I think a modern compiler could likely do a good job with itanium now-a-days. However, when it first came out, there simply wasn't the ability to keep those instruction batches full. Compiler tech was too far behind to work well with the hardware.
With VLIW the compiler unrolls the code and tries to find the parallelization but has no control over runtime stalls and results in larger code size. The complexity is in the compiler while the machine is simpler.
With an OOO superscalar machine, you have to dedicate significant piece of HW for stuff that would be easily done by the compiler. The advantage is you can get reduced code size and better performance for non-linear code.
There are real gains to be had by using SIMD but it tends to be massively parallel data processing workloads with specially written SIMD code or even hand tuned assembly (image/video processing, neural networks) not just feeding in a source file and compiling with the SIMD flag to then realize meaningful gains.

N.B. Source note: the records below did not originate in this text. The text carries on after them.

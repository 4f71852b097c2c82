//! @ai:module:intent Repetition-based timing harness for one algorithm
//! @ai:module:layer application
//! @ai:module:public_api BenchmarkHarness
//! @ai:module:stateless true

use crate::metrics::{BenchmarkRun, TimingStats};
use crate::sort::{Algorithm, SortKey};

/// @ai:intent Runs one algorithm R times on fresh copies of the input
///            Repeated trials smooth out scheduling jitter and cache
///            warm-up; min/avg/max expose the remaining variance.
pub struct BenchmarkHarness {
    repetitions: u32,
}

impl BenchmarkHarness {
    /// @ai:intent Create a harness; repetition counts below 1 are clamped
    /// @ai:effects pure
    pub fn new(repetitions: u32) -> Self {
        Self {
            repetitions: repetitions.max(1),
        }
    }

    pub fn repetitions(&self) -> u32 {
        self.repetitions
    }

    /// @ai:intent Benchmark one algorithm on the given dataset
    /// @ai:post one timing sample per repetition; sorted output is from
    ///          the last repetition
    /// @ai:effects pure
    ///
    /// Each repetition sorts an independent copy taken inside the
    /// algorithm, so no run can contaminate another run's input.
    pub fn run<T: SortKey + Clone>(&self, algorithm: Algorithm, data: &[T]) -> BenchmarkRun<T> {
        let mut samples = Vec::with_capacity(self.repetitions as usize);
        let mut sorted = Vec::new();

        for rep in 0..self.repetitions {
            let (output, taken) = algorithm.run(data);
            tracing::trace!("{algorithm} rep {rep}: {:?}", taken);
            samples.push(taken);
            sorted = output;
        }

        BenchmarkRun {
            algorithm,
            sorted,
            stats: TimingStats::from_samples(&samples),
            samples,
        }
    }
}

#[cfg(test)]
mod tests {
    use super::*;
    use pretty_assertions::assert_eq;

    #[test]
    fn test_collects_one_sample_per_repetition() {
        let harness = BenchmarkHarness::new(4);
        let run = harness.run(Algorithm::Merge, &[5i64, 2, 9, 1, 9, 3]);

        assert_eq!(run.samples.len(), 4);
        assert_eq!(run.sorted, vec![9, 9, 5, 3, 2, 1]);
        assert!(run.stats.min <= run.stats.average && run.stats.average <= run.stats.max);
    }

    #[test]
    fn test_zero_repetitions_clamps_to_one() {
        let harness = BenchmarkHarness::new(0);
        assert_eq!(harness.repetitions(), 1);

        let run = harness.run(Algorithm::Bubble, &[2i64, 1]);
        assert_eq!(run.samples.len(), 1);
    }

    #[test]
    fn test_input_is_never_mutated() {
        let data = vec![3i64, 1, 4, 1, 5];
        let harness = BenchmarkHarness::new(3);

        let run = harness.run(Algorithm::Insertion, &data);
        assert_eq!(data, vec![3, 1, 4, 1, 5]);
        assert_eq!(run.sorted, vec![5, 4, 3, 1, 1]);
    }

    #[test]
    fn test_identical_input_gives_identical_output_across_reps() {
        // Rerunning the harness reproduces the same sorted sequence;
        // the output kept is the last repetition's.
        let data = vec![7i64, 7, 2, 9];
        let harness = BenchmarkHarness::new(5);

        let first = harness.run(Algorithm::Bubble, &data);
        let second = harness.run(Algorithm::Bubble, &data);
        assert_eq!(first.sorted, second.sorted);
    }
}
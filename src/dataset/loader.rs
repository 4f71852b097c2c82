//! @ai:module:intent Line-oriented dataset file loader
//! @ai:module:layer infrastructure
//! @ai:module:public_api DatasetLoader
//! @ai:module:stateless true

use crate::dataset::value::Value;
use crate::error::{Error, Result};
use std::path::Path;

/// @ai:intent Trait for loading numeric datasets
pub trait DatasetLoaderTrait: Send + Sync {
    /// @ai:intent Load all values from a dataset file
    fn load(&self, path: &Path) -> Result<Vec<Value>>;
}

/// @ai:intent Loads numeric datasets from text files
/// @ai:effects pure (stateless)
pub struct DatasetLoader;

impl DatasetLoader {
    /// @ai:intent Create a new dataset loader
    /// @ai:effects pure
    pub fn new() -> Self {
        Self
    }

    /// @ai:intent Parse one line into zero or more values
    /// @ai:pre line_no is 1-based
    /// @ai:effects pure
    fn parse_line(line_no: usize, line: &str) -> Result<Vec<Value>> {
        line.split(|c: char| c == ',' || c.is_whitespace())
            .filter(|token| !token.is_empty())
            .map(|token| {
                token.parse::<Value>().map_err(|_| Error::Parse {
                    line: line_no,
                    token: token.to_string(),
                })
            })
            .collect()
    }
}

impl Default for DatasetLoader {
    fn default() -> Self {
        Self::new()
    }
}

impl DatasetLoaderTrait for DatasetLoader {
    /// @ai:intent Load all values from a dataset file
    ///            Loading is all-or-nothing: any malformed token fails
    ///            the whole file with its line number.
    /// @ai:effects fs:read
    fn load(&self, path: &Path) -> Result<Vec<Value>> {
        let content = std::fs::read_to_string(path).map_err(|source| Error::FileRead {
            path: path.to_path_buf(),
            source,
        })?;

        let mut values = Vec::new();

        for (index, line) in content.lines().enumerate() {
            values.extend(Self::parse_line(index + 1, line)?);
        }

        if values.is_empty() {
            return Err(Error::EmptyDataset);
        }

        tracing::debug!("Loaded {} values from {}", values.len(), path.display());
        Ok(values)
    }
}

#[cfg(test)]
mod tests {
    use super::*;
    use std::io::Write;
    use tempfile::TempDir;

    fn write_dataset(dir: &TempDir, name: &str, content: &str) -> std::path::PathBuf {
        let path = dir.path().join(name);
        let mut file = std::fs::File::create(&path).unwrap();
        file.write_all(content.as_bytes()).unwrap();
        path
    }

    #[test]
    fn test_load_one_number_per_line() {
        let temp = TempDir::new().unwrap();
        let path = write_dataset(&temp, "data.txt", "5\n2\n9\n");

        let values = DatasetLoader::new().load(&path).unwrap();
        assert_eq!(values, vec![Value::Int(5), Value::Int(2), Value::Int(9)]);
    }

    #[test]
    fn test_load_comma_and_whitespace_separated() {
        let temp = TempDir::new().unwrap();
        let path = write_dataset(&temp, "data.txt", "1, 2,3\n4 5\t6\n");

        let values = DatasetLoader::new().load(&path).unwrap();
        assert_eq!(values.len(), 6);
        assert_eq!(values[0], Value::Int(1));
        assert_eq!(values[5], Value::Int(6));
    }

    #[test]
    fn test_load_mixed_int_and_float() {
        let temp = TempDir::new().unwrap();
        let path = write_dataset(&temp, "data.txt", "1.5, 2\n-3.25\n");

        let values = DatasetLoader::new().load(&path).unwrap();
        assert_eq!(
            values,
            vec![Value::Float(1.5), Value::Int(2), Value::Float(-3.25)]
        );
    }

    #[test]
    fn test_load_skips_blank_lines() {
        let temp = TempDir::new().unwrap();
        let path = write_dataset(&temp, "data.txt", "1\n\n   \n2\n");

        let values = DatasetLoader::new().load(&path).unwrap();
        assert_eq!(values.len(), 2);
    }

    #[test]
    fn test_load_reports_line_of_malformed_token() {
        let temp = TempDir::new().unwrap();
        let path = write_dataset(&temp, "data.txt", "1\n2\noops\n4\n");

        let err = DatasetLoader::new().load(&path).unwrap_err();
        match err {
            Error::Parse { line, token } => {
                assert_eq!(line, 3);
                assert_eq!(token, "oops");
            }
            other => panic!("expected parse error, got {other:?}"),
        }
    }

    #[test]
    fn test_load_empty_file_is_an_error() {
        let temp = TempDir::new().unwrap();
        let path = write_dataset(&temp, "data.txt", "\n\n");

        let err = DatasetLoader::new().load(&path).unwrap_err();
        assert!(matches!(err, Error::EmptyDataset));
    }

    #[test]
    fn test_load_missing_file_is_an_error() {
        let temp = TempDir::new().unwrap();
        let err = DatasetLoader::new()
            .load(&temp.path().join("missing.txt"))
            .unwrap_err();
        assert!(matches!(err, Error::FileRead { .. }));
    }
}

SIMD is harder because you have to have a uniform operation across a set of data.
Imagine a for loop that looks like this
int[] x, y, z;
int[] p, d, q;
for (int i = 0; i < size; ++i) {
p[i] = x[i] / z[i]
d[i] = z[i] * x[i]
q[i] = y[i] + z[i]
}
For SIMD, this is a complicated mess for the compiler to unravel. What the compiler would LIKE to do is turn this into 3 for loops and use the SIMD instructions to perform those operations in parallel.The itanium optimization, however, is a lot easier. The compiler can see that none of p, d, or q depend on the results of the previous stage (that is q[i] doesn't depend on p[i]). As a result, the entire thing can be packed into a single operation.

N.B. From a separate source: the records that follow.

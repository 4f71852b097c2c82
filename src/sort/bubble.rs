//! @ai:module:intent Bubble sort, descending order
//! @ai:module:layer domain
//! @ai:module:public_api sort
//! @ai:module:stateless true

use crate::sort::SortKey;
use std::time::{Duration, Instant};

/// @ai:intent Sort a copy of the input in descending order
/// @ai:post returned sequence is a descending permutation of input
/// @ai:effects pure
///
/// Repeated adjacent-swap passes; a pass with zero swaps terminates
/// early, so already-descending input costs a single pass. The strict
/// `<` comparison means equal adjacent elements never swap; tie order
/// is whatever the passes produce, stability is not guaranteed.
/// The returned duration covers the sort only, not the input copy.
pub fn sort<T: SortKey + Clone>(input: &[T]) -> (Vec<T>, Duration) {
    let mut items = input.to_vec();
    let start = Instant::now();
    sort_in_place(&mut items);
    (items, start.elapsed())
}

/// Returns the number of passes performed, for the early-exit check.
fn sort_in_place<T: SortKey>(items: &mut [T]) -> usize {
    let n = items.len();
    let mut passes = 0;

    for i in 0..n {
        let mut swapped = false;
        passes += 1;

        for j in 0..n - i - 1 {
            if items[j].key() < items[j + 1].key() {
                items.swap(j, j + 1);
                swapped = true;
            }
        }

        if !swapped {
            break;
        }
    }

    passes
}

#[cfg(test)]
mod tests {
    use super::*;
    use pretty_assertions::assert_eq;

    #[test]
    fn test_sorts_descending() {
        let (sorted, _) = sort(&[5i64, 2, 9, 1, 9, 3]);
        assert_eq!(sorted, vec![9, 9, 5, 3, 2, 1]);
    }

    #[test]
    fn test_ascending_input_is_worst_case_but_correct() {
        let input: Vec<i64> = (0..50).collect();
        let (sorted, _) = sort(&input);

        let expected: Vec<i64> = (0..50).rev().collect();
        assert_eq!(sorted, expected);
    }

    #[test]
    fn test_already_descending_input_takes_a_single_pass() {
        let mut items: Vec<i64> = vec![9, 7, 5, 5, 1];
        let passes = sort_in_place(&mut items);

        assert_eq!(passes, 1);
        assert_eq!(items, vec![9, 7, 5, 5, 1]);
    }

    #[test]
    fn test_equal_adjacent_elements_never_swap() {
        // Strict `<` comparison: an all-equal run is already "sorted"
        // after one swap-free pass.
        let input = crate::sort::tests::tagged(&[(5, 'a'), (5, 'b'), (5, 'c')]);
        let (sorted, _) = sort(&input);
        assert_eq!(sorted, input);
    }

    #[test]
    fn test_does_not_mutate_input() {
        let input = vec![3i64, 1, 2];
        let (sorted, _) = sort(&input);
        assert_eq!(input, vec![3, 1, 2]);
        assert_eq!(sorted, vec![3, 2, 1]);
    }
}
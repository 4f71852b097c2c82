//! @ai:module:intent Report generation for benchmark results
//! @ai:module:layer infrastructure
//! @ai:module:public_api ReportGenerator, JsonReporter, MarkdownReporter, ChartGenerator

pub mod charts;
pub mod json_report;
pub mod markdown_report;

pub use charts::{ChartGenerator, ChartGeneratorTrait};
pub use json_report::{JsonReporter, JsonReporterTrait};
pub use markdown_report::{MarkdownReporter, MarkdownReporterTrait};

use crate::metrics::BenchmarkReport;
use anyhow::Result;
use std::path::Path;

/// @ai:intent Combined report generator
pub struct ReportGenerator {
    json: JsonReporter,
    markdown: MarkdownReporter,
    charts: ChartGenerator,
}

impl ReportGenerator {
    /// @ai:intent Create a new report generator
    /// @ai:effects pure
    pub fn new() -> Self {
        Self {
            json: JsonReporter::new(),
            markdown: MarkdownReporter::new(),
            charts: ChartGenerator::new(),
        }
    }

    /// @ai:intent Generate all reports
    /// @ai:effects fs:write
    pub fn generate_all(&self, report: &BenchmarkReport, output_dir: &Path) -> Result<()> {
        std::fs::create_dir_all(output_dir)?;

        self.json.generate(report, &output_dir.join("results.json"))?;
        self.markdown
            .generate(report, &output_dir.join("results.md"))?;
        self.charts
            .generate(report, &output_dir.join("durations.png"))?;

        tracing::info!("Reports generated in {}", output_dir.display());
        Ok(())
    }
}

impl Default for ReportGenerator {
    fn default() -> Self {
        Self::new()
    }
}

#[cfg(test)]
mod tests {
    use super::*;
    use crate::metrics::{RankedResult, TimingStats};
    use crate::sort::Algorithm;
    use std::time::Duration;
    use tempfile::TempDir;

    pub(crate) fn sample_report() -> BenchmarkReport {
        let stats_for = |micros: u64| {
            let duration = Duration::from_micros(micros);
            TimingStats {
                average: duration,
                min: duration / 2,
                max: duration * 2,
            }
        };

        BenchmarkReport::new(
            1000,
            5,
            vec![
                RankedResult {
                    rank: 1,
                    algorithm: Algorithm::Merge,
                    stats: stats_for(120),
                },
                RankedResult {
                    rank: 2,
                    algorithm: Algorithm::Insertion,
                    stats: stats_for(900),
                },
                RankedResult {
                    rank: 3,
                    algorithm: Algorithm::Bubble,
                    stats: stats_for(1500),
                },
            ],
        )
    }

    #[test]
    fn test_generate_all_writes_every_artifact() {
        let temp = TempDir::new().unwrap();
        let output = temp.path().join("reports");

        ReportGenerator::new()
            .generate_all(&sample_report(), &output)
            .unwrap();

        assert!(output.join("results.json").exists());
        assert!(output.join("results.md").exists());
        assert!(output.join("durations.png").exists());
    }
}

Now, of course, modern OOO processors can do the same optimization so maybe it's not a huge win? Still, would have been something worth exploring more (IMO) but the market forces killed it. Moving that sort of optimization out of the processor hardware and into the compiler software seems like it could lead to some nice power/performance benefits.
All of the array accesses are uniform, so the resulting vector code is roughly:
for (i = 0 .. size by vector width) {
r0 = vector load x[i..i + vw]
r1 = vector load y[i..i + vw]
r2 = vector load z[i..i + vw]
r3 = r0 / r2
r4 = r2 * r0
r5 = r1 + r2
vector store r3 to p[i..i + vw]
vector store r4 to d[i..i + vw]
vector store r5 to q[i..i + vw]
}
(and probably unroll the loop for good measure). No need to fission the loop to vectorize here.this is trivially vectorizable for simd, would fit nicely in a vliw packet too. The only issue is if there was a runtime memory stall with any access, then the entire pipeline would stall.
with predication, modern simd even parallelize if conditions like below.
int[] x, y, z; int[] p, d, q;
for (int i = 0; i < size; ++i) {
p[i] = x[i] / z[i];
d[i] = z[i] * x[i];
if(i>n) {
q[i] = y[i] + z[i] ;
} else {
q[i] = y[i];
}
}AMD then followed Nvidia into the world of SIMD/SIMT because it offered better real-world performance for the majority of applications.
VLIW has been tried repeatedly only to be replaced with something that worked better.